**** Material provided ****

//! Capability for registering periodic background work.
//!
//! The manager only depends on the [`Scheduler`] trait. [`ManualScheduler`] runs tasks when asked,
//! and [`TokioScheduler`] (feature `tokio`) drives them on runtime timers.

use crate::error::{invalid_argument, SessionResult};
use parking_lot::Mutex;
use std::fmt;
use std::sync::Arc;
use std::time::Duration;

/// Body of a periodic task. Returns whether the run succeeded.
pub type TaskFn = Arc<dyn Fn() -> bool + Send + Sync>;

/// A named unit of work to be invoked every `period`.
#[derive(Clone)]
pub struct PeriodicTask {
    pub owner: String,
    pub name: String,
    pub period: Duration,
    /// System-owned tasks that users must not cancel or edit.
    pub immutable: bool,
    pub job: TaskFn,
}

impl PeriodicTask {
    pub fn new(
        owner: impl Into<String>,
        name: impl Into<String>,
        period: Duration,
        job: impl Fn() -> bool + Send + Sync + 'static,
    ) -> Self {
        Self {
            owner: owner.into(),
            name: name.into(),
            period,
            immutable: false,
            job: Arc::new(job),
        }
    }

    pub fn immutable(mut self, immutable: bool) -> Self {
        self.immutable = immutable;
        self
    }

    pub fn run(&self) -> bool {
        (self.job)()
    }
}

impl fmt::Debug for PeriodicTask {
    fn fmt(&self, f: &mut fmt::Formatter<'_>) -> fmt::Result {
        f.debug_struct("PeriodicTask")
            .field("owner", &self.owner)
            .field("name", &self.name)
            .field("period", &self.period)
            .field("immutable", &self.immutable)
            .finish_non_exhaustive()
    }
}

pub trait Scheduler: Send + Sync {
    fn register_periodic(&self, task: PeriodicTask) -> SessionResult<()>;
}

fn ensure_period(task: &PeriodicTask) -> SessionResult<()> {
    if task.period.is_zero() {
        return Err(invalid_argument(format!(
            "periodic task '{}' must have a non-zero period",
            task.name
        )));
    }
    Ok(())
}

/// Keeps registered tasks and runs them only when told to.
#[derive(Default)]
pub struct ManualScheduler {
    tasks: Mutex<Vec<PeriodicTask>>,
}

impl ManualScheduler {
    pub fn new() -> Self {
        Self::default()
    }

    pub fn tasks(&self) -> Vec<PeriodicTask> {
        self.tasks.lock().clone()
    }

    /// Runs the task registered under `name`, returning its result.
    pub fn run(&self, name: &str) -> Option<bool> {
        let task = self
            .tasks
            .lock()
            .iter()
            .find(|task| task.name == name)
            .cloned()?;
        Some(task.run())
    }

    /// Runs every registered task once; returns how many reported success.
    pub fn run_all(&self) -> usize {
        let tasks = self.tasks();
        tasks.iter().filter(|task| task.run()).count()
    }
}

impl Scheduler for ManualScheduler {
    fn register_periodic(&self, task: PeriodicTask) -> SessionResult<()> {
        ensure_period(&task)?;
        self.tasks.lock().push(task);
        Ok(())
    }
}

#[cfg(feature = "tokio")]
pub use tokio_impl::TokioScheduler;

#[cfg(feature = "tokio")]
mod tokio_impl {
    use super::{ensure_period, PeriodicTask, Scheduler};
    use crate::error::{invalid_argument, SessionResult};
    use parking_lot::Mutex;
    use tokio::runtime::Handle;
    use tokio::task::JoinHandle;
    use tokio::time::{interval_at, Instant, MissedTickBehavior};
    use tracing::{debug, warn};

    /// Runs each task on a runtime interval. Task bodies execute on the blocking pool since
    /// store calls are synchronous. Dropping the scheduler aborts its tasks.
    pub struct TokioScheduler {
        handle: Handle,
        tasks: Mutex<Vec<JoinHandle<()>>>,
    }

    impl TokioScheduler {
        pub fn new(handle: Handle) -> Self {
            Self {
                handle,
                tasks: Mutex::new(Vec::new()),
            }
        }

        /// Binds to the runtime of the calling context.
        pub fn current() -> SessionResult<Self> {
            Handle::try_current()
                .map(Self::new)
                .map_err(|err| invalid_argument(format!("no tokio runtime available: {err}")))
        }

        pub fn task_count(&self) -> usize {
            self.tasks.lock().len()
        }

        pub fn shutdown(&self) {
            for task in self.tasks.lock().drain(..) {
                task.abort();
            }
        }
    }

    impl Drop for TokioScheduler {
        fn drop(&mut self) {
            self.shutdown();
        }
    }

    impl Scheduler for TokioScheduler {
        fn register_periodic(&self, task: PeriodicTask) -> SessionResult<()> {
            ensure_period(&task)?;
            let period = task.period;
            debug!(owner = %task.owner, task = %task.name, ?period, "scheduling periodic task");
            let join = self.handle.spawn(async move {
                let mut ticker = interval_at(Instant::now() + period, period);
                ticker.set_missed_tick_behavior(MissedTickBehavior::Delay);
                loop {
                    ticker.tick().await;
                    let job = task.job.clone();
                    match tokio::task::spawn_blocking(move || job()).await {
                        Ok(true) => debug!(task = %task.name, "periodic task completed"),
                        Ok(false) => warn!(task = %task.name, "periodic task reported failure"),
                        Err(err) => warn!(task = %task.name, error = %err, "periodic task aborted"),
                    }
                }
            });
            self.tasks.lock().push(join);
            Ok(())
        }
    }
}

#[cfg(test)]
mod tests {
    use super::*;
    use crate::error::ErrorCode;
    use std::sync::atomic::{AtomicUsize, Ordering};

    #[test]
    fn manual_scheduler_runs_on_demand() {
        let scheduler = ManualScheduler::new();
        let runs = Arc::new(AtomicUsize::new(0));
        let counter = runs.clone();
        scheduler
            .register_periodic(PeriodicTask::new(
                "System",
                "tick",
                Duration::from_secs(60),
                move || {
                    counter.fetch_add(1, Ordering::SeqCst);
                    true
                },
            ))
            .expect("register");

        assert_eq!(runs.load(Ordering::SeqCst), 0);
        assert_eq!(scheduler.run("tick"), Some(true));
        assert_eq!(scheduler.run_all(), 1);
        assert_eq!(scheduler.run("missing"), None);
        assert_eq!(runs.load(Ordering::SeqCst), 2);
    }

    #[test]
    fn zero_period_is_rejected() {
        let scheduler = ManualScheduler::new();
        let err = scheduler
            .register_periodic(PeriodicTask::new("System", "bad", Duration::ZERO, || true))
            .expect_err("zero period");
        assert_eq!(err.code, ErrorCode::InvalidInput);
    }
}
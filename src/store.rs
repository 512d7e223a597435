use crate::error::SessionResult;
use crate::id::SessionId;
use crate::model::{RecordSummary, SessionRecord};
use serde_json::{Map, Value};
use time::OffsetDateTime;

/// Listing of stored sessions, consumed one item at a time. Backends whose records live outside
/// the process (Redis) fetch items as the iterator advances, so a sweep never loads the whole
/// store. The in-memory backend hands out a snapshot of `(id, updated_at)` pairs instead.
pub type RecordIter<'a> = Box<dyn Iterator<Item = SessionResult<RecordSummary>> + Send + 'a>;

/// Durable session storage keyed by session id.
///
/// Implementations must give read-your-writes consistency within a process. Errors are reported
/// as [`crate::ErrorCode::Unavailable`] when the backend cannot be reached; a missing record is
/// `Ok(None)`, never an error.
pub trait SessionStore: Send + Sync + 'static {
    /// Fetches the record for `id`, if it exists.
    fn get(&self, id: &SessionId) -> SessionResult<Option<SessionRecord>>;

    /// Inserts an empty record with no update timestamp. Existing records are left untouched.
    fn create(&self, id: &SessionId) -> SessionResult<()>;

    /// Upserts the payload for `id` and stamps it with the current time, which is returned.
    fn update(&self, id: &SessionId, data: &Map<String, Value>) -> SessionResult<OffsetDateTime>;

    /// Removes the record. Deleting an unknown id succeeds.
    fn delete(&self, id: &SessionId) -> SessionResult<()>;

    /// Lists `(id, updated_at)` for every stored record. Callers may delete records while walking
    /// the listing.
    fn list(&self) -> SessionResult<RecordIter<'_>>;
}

****

▶ [What to work on]
Using the data above, repeat exactly the lines that begin at the line with "debug!(owner = %task.owner, task" and end at the line with "Ok(false) => warn!(task", both ends included.

▶ [Reply to the task]
            debug!(owner = %task.owner, task = %task.name, ?period, "scheduling periodic task");
            let join = self.handle.spawn(async move {
                let mut ticker = interval_at(Instant::now() + period, period);
                ticker.set_missed_tick_behavior(MissedTickBehavior::Delay);
                loop {
                    ticker.tick().await;
                    let job = task.job.clone();
                    match tokio::task::spawn_blocking(move || job()).await {
                        Ok(true) => debug!(task = %task.name, "periodic task completed"),
                        Ok(false) => warn!(task = %task.name, "periodic task reported failure"),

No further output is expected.